=== Aim of the exercise ===
Retype the records in full, keeping each character as it is.
BEGIN
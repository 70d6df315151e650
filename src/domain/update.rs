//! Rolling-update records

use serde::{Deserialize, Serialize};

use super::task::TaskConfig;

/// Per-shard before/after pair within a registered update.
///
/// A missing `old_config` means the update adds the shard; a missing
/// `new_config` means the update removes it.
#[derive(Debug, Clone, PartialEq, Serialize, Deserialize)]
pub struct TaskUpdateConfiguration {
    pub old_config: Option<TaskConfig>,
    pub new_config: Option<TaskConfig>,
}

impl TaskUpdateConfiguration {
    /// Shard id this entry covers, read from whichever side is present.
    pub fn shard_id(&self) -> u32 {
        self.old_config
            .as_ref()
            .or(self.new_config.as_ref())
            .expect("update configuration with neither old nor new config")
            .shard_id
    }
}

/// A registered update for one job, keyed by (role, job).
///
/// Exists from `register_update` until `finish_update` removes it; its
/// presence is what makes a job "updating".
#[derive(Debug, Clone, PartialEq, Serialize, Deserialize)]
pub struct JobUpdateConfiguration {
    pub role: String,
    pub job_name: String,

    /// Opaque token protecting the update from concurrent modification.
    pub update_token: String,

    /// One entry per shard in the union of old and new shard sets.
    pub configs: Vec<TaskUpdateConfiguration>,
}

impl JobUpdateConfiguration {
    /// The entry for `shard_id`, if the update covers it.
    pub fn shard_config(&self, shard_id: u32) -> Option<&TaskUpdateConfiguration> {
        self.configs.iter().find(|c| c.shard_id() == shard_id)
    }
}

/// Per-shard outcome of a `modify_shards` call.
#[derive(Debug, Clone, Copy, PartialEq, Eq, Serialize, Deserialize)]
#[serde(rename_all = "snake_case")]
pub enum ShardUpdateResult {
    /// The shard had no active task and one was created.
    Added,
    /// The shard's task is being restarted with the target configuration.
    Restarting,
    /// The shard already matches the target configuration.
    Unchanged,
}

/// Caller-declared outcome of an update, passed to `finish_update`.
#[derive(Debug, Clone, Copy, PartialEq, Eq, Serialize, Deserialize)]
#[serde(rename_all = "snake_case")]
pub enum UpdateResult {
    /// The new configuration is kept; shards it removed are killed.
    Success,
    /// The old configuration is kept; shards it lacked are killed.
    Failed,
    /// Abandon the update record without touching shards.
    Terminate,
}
END
=== Solution for this exercise ===
repository 70d6df315151e650
filename src/domain/update.rs
//! Rolling-update records

use serde::{Deserialize, Serialize};

use super::task::TaskConfig;

/// Per-shard before/after pair within a registered update.
///
/// A missing `old_config` means the update adds the shard; a missing
/// `new_config` means the update removes it.
#[derive(Debug, Clone, PartialEq, Serialize, Deserialize)]
pub struct TaskUpdateConfiguration {
    pub old_config: Option<TaskConfig>,
    pub new_config: Option<TaskConfig>,
}

impl TaskUpdateConfiguration {
    /// Shard id this entry covers, read from whichever side is present.
    pub fn shard_id(&self) -> u32 {
        self.old_config
            .as_ref()
            .or(self.new_config.as_ref())
            .expect("update configuration with neither old nor new config")
            .shard_id
    }
}

/// A registered update for one job, keyed by (role, job).
///
/// Exists from `register_update` until `finish_update` removes it; its
/// presence is what makes a job "updating".
#[derive(Debug, Clone, PartialEq, Serialize, Deserialize)]
pub struct JobUpdateConfiguration {
    pub role: String,
    pub job_name: String,

    /// Opaque token protecting the update from concurrent modification.
    pub update_token: String,

    /// One entry per shard in the union of old and new shard sets.
    pub configs: Vec<TaskUpdateConfiguration>,
}

impl JobUpdateConfiguration {
    /// The entry for `shard_id`, if the update covers it.
    pub fn shard_config(&self, shard_id: u32) -> Option<&TaskUpdateConfiguration> {
        self.configs.iter().find(|c| c.shard_id() == shard_id)
    }
}

/// Per-shard outcome of a `modify_shards` call.
#[derive(Debug, Clone, Copy, PartialEq, Eq, Serialize, Deserialize)]
#[serde(rename_all = "snake_case")]
pub enum ShardUpdateResult {
    /// The shard had no active task and one was created.
    Added,
    /// The shard's task is being restarted with the target configuration.
    Restarting,
    /// The shard already matches the target configuration.
    Unchanged,
}

/// Caller-declared outcome of an update, passed to `finish_update`.
#[derive(Debug, Clone, Copy, PartialEq, Eq, Serialize, Deserialize)]
#[serde(rename_all = "snake_case")]
pub enum UpdateResult {
    /// The new configuration is kept; shards it removed are killed.
    Success,
    /// The old configuration is kept; shards it lacked are killed.
    Failed,
    /// Abandon the update record without touching shards.
    Terminate,
}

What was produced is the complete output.